Botched operations at private surgery clinics in the United Kingdom (UK) are costing UK patients their eyesight and mobility and the public health care system a lot of money, recent reports show. So why would Ontario’s provincial government move forward with a scheme to divert surgeries and procedures from public hospital to private clinics here? Asks Michael Hurley the president of the Ontario Council of Hospital Unions (OCHU).
Last year, with no real consultation with Ontarians, the provincial Liberal government changed regulations to allow for an expanded system of private surgery and procedures clinics.
Recent scathing reports of dozens of patients in the UK being left damaged with impaired vision, pain and discomfort and one 84-year old man claiming he has lost his sight completely, following “routine” eye surgeries at a private clinic, “should be a cautionary lesson for our new health minister. We encourage him to take a sober second look and not implement a policy to expand private surgery clinics in Ontario, because it is clearly a disaster for patients in England,” says Hurley.
For over a decade, it has been government policy in England to take money from the public, national health system (NHS) and give it to private (often for-profit) clinics to perform procedures and surgeries otherwise done at public hospitals. Doctors in England have routinely spoken out against the policy. They’ve warned about poorer quality care and safety risks for patients.

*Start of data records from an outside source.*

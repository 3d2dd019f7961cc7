//! Error type for the compactor's outer surface.
//!
//! The engine itself has no failure modes: malformed sequences and
//! unparseable frames degrade to conservative passthrough. Errors exist
//! only at the configuration and file boundary.

use thiserror::Error;

#[derive(Debug, Error)]
pub enum CompactError {
    #[error("unknown mode '{0}', expected one of: frame, aggressive, smart-reconstruct")]
    UnknownMode(String),

    #[error("failed to read input: {0}")]
    Io(#[from] std::io::Error),

    #[error("invalid configuration: {0}")]
    ConfigParse(#[from] toml::de::Error),
}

Patient safety is also a key concern here in Ontario. When complications arise, unlike public hospitals, private clinics are not set up to deal with medical emergencies. “This puts patients at risk,” says Hurley. “We are optimistic that Ontario’s new health minister, a medical doctor himself will put patient safety ahead of potential cost-cutting and re-think diverting surgeries and procedures out of hospitals to private clinics.”
Cost and risk implications for the public health system which has to provide intensive care for patients following complications from surgeries at private clinics are major concerns in the UK.
According to respected health policy researcher Dr. Allyson Pollock, “the private sector quite simply offloads the revisions, readmissions, emergency treatments and clinical follow-up and law suits to the NHS and the taxpayer…the NHS is footing the bill for dozens of people left damaged by eye operations provided by private healthcare operations. This comes as no surprise to those of us who have been following the disastrous implications of the privatisation of public health services.”